On this 11th anniversary of Redeeming Qualities…let’s talk about rereading. I haven’t posted much for the past month or two because it’s been kind of a weird time for me, and when it’s kind of a weird time for me, I don’t want surprises. So I’ve been rereading a lot. And I love rereading. Books I’ve read before have always been a staple of my reading diet. But I always thought of it as second best, and lately I’ve been changing my mind about that. Nothing feels like reading a great book for the first time

Edgar Jepson’s various precocious child characters are such a joy to me, always. I’ll probably always love Pollyooly‘s singleminded focus on financial security best, but I’ve come to appreciate Tinker‘s detached politeness and Lady Noggs‘s righteous anger almost as much.

Since I read Mary-‘Gusta, I’m no longer sure what my favorite Joseph Crosby Lincoln book is, but Galusha the Magnificent is still a contender. Lincoln is so good at giving characters who have gone unappreciated for too long the love and admiration they deserve, and Galusha the Magnificent is one of the purest distillations of that. Also I like books that let me use phrases like “mild-mannered archaeologist.”

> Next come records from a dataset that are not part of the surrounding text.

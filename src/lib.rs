//! frame-equalizer library crate.
//!
//! Converts raw camera frames to packed RGBA, accumulates per-channel
//! histograms and equalizes each frame before handing an owned snapshot to a
//! presentation surface. The binary in `main.rs` wires these components to a
//! frame source and the command line; integration tests use them directly.

pub mod cli;
pub mod config;
pub mod convert;
pub mod equalize;
pub mod error;
pub mod frame;
pub mod histogram;
pub mod pipeline;
pub mod present;
pub mod source;
//! YCbCr color matrices and quantization ranges.

use crate::error::ConversionError;

/// Luma coefficients used to derive R'G'B' <-> Y'CbCr.
#[derive(Debug, Clone, Copy, PartialEq, Default)]
pub enum ColorMatrix {
    /// ITU-R BT.601 (SD cameras, most webcams)
    #[default]
    Bt601,
    /// ITU-R BT.709 (HD)
    Bt709,
    /// Explicit red and blue luma weights
    Custom { kr: f32, kb: f32 },
}

impl ColorMatrix {
    #[allow(clippy::should_implement_trait)]
    pub fn from_str(s: &str) -> Option<Self> {
        match s.to_lowercase().as_str() {
            "bt601" | "601" | "bt.601" => Some(Self::Bt601),
            "bt709" | "709" | "bt.709" => Some(Self::Bt709),
            _ => None,
        }
    }

    /// Red and blue luma weights `(kr, kb)`.
    pub fn weights(self) -> (f32, f32) {
        match self {
            Self::Bt601 => (0.299, 0.114),
            Self::Bt709 => (0.2126, 0.0722),
            Self::Custom { kr, kb } => (kr, kb),
        }
    }
}

/// Quantization range of the Y'CbCr samples.
#[derive(Debug, Clone, Copy, PartialEq, Eq, Default)]
pub enum ColorRange {
    /// Y in 16..=235, Cb/Cr in 16..=240
    #[default]
    Video,
    /// All components use 0..=255
    Full,
}

impl ColorRange {
    #[allow(clippy::should_implement_trait)]
    pub fn from_str(s: &str) -> Option<Self> {
        match s.to_lowercase().as_str() {
            "video" | "limited" | "tv" => Some(Self::Video),
            "full" | "pc" => Some(Self::Full),
            _ => None,
        }
    }
}

/// Precomputed conversion factors for one matrix and range.
#[derive(Debug, Clone, Copy, PartialEq)]
pub struct YCbCrCoefficients {
    kr: f32,
    kg: f32,
    kb: f32,
    cr_to_r: f32,
    cb_to_g: f32,
    cr_to_g: f32,
    cb_to_b: f32,
    range: ColorRange,
}

const VIDEO_Y_OFFSET: f32 = 16.0;
const VIDEO_Y_SPAN: f32 = 219.0;
const VIDEO_C_SPAN: f32 = 224.0;
const CHROMA_ZERO: f32 = 128.0;

impl YCbCrCoefficients {
    /// Derive the coefficients, rejecting weights that would not describe a
    /// valid color space.
    pub fn new(matrix: ColorMatrix, range: ColorRange) -> Result<Self, ConversionError> {
        let (kr, kb) = matrix.weights();
        let valid = kr.is_finite()
            && kb.is_finite()
            && kr > 0.0
            && kb > 0.0
            && kr + kb < 1.0;
        if !valid {
            return Err(ConversionError::ColorMatrix { kr, kb });
        }
        let kg = 1.0 - kr - kb;
        Ok(Self {
            kr,
            kg,
            kb,
            cr_to_r: 2.0 * (1.0 - kr),
            cb_to_g: 2.0 * kb * (1.0 - kb) / kg,
            cr_to_g: 2.0 * kr * (1.0 - kr) / kg,
            cb_to_b: 2.0 * (1.0 - kb),
            range,
        })
    }

    /// Convert one quantized Y'CbCr sample to R'G'B'.
    #[inline]
    pub fn decode(&self, y: u8, cb: u8, cr: u8) -> [u8; 3] {
        let (y, cb, cr) = match self.range {
            ColorRange::Video => (
                (y as f32 - VIDEO_Y_OFFSET) * (255.0 / VIDEO_Y_SPAN),
                (cb as f32 - CHROMA_ZERO) * (255.0 / VIDEO_C_SPAN),
                (cr as f32 - CHROMA_ZERO) * (255.0 / VIDEO_C_SPAN),
            ),
            ColorRange::Full => (y as f32, cb as f32 - CHROMA_ZERO, cr as f32 - CHROMA_ZERO),
        };
        let r = y + self.cr_to_r * cr;
        let g = y - self.cb_to_g * cb - self.cr_to_g * cr;
        let b = y + self.cb_to_b * cb;
        [quantize(r), quantize(g), quantize(b)]
    }

    /// Convert R'G'B' to unquantized `(y, cb, cr)`: y in 0..=255 and chroma
    /// centered on zero. Chroma stays unquantized so 2x2 blocks can be
    /// averaged before [`YCbCrCoefficients::quantize_chroma`].
    #[inline]
    pub fn encode(&self, r: u8, g: u8, b: u8) -> (f32, f32, f32) {
        let (r, g, b) = (r as f32, g as f32, b as f32);
        let y = self.kr * r + self.kg * g + self.kb * b;
        let cb = (b - y) / self.cb_to_b;
        let cr = (r - y) / self.cr_to_r;
        (y, cb, cr)
    }

    #[inline]
    pub fn quantize_luma(&self, y: f32) -> u8 {
        match self.range {
            ColorRange::Video => quantize(y * (VIDEO_Y_SPAN / 255.0) + VIDEO_Y_OFFSET),
            ColorRange::Full => quantize(y),
        }
    }

    #[inline]
    pub fn quantize_chroma(&self, c: f32) -> u8 {
        match self.range {
            ColorRange::Video => quantize(c * (VIDEO_C_SPAN / 255.0) + CHROMA_ZERO),
            ColorRange::Full => quantize(c + CHROMA_ZERO),
        }
    }
}

#[inline]
fn quantize(v: f32) -> u8 {
    v.round().clamp(0.0, 255.0) as u8
}
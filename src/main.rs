use clap::Parser;
use std::io::Write;
use std::sync::atomic::{AtomicBool, Ordering};
use std::sync::Arc;
use tracing_subscriber::EnvFilter;

use frame_equalizer::cli::{self, Args, Command, ConfigAction};
use frame_equalizer::config::Config;

/// Install the log subscriber. `RUST_LOG` overrides the default level.
fn init_logging() {
    let filter = EnvFilter::try_from_default_env().unwrap_or_else(|_| EnvFilter::new("info"));
    // Also bridges `log` records from the library
    tracing_subscriber::fmt()
        .with_env_filter(filter)
        .with_writer(std::io::stderr)
        .init();
}

/// Raise `stop` on Ctrl+C so the capture loop can finish cleanly.
fn setup_ctrlc_handler(stop: Arc<AtomicBool>) -> Result<(), ctrlc::Error> {
    ctrlc::set_handler(move || {
        stop.store(true, Ordering::SeqCst);
        eprintln!("\nReceived Ctrl+C, shutting down...");
    })
}

/// Load the config file. An explicitly named file must exist.
fn load_config(args: &Args) -> Config {
    if let Some(path) = &args.config {
        if !path.exists() {
            eprintln!("Error: config file not found: {}", path.display());
            std::process::exit(1);
        }
    }
    match Config::load(args.config.as_deref()) {
        Ok(config) => config,
        Err(e) => {
            eprintln!("Error: {}", e);
            std::process::exit(1);
        }
    }
}

fn main() {
    let args = Args::parse();
    init_logging();

    let stdout = std::io::stdout();
    let mut out = stdout.lock();

    match &args.command {
        Command::ListDevices => {
            if let Err(e) = cli::list_devices(&mut out) {
                eprintln!("Error: {}", e);
                std::process::exit(1);
            }
        }
        Command::Config { action } => {
            let path = match action {
                ConfigAction::Init => args.config.as_deref(),
                ConfigAction::Show => {
                    load_config(&args);
                    args.config.as_deref()
                }
            };
            if let Err(e) = cli::handle_config_action(action.clone(), path, &mut out) {
                eprintln!("Error: {}", e);
                std::process::exit(1);
            }
        }
        Command::Run(run_args) => {
            let config = load_config(&args);
            let stop = Arc::new(AtomicBool::new(false));
            if let Err(e) = setup_ctrlc_handler(stop.clone()) {
                log::warn!("Could not install Ctrl+C handler: {}", e);
            }

            match cli::run(run_args, &config, stop, &mut out) {
                Ok(summary) => {
                    let _ = out.flush();
                    let stats = summary.stats;
                    eprintln!(
                        "Processed {} frames: {} presented ({} displayed), {} dropped ({} conversion, {} equalization, {} presentation)",
                        stats.frames,
                        stats.presented,
                        summary.received,
                        stats.dropped(),
                        stats.dropped_conversion,
                        stats.dropped_equalization,
                        stats.dropped_presentation
                    );
                }
                Err(e) => {
                    eprintln!("Error: {}", e);
                    std::process::exit(1);
                }
            }
        }
    }
}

I recently reread all three of Geraldine Bonner’s Molly Morgenthau mysteries: The Girl from Central, The Black Eagle Mystery, and Miss Maitland, Private SecretaryThe Girl from Central wasn’t quite as good as I remembered it, but The Black Eagle Mystery was a lot better. All three books are solid, and competent, and impressive when you compare Bonner to contemporaries like Carolyn Wells and Mary Roberts Rinehart, who have the capacity to write better dialogue and more engaging characters, but don’t keep as firm a hand on the wheel. And it’s the rare detective novel that really believes that the detecting is as interesting as the mystery.

Anna Buchan gets better on rereading. I’ve been rereading her books so that I don’t get through the ones I haven’t read yet too fast, but I can’t think of one that I didn’t like better the second time around. Suspense isn’t Buchan’s friend — or possibly it just isn’t mine — so knowing what’s going to happen frees me to wallow in the characters and relationships and conversations. I think The Setons improved the most on rereading, but The Proper Place and The Day of Small Things are still my favorites overall. I want to live in an Anna Buchan book, or possibly just a house furnished by her.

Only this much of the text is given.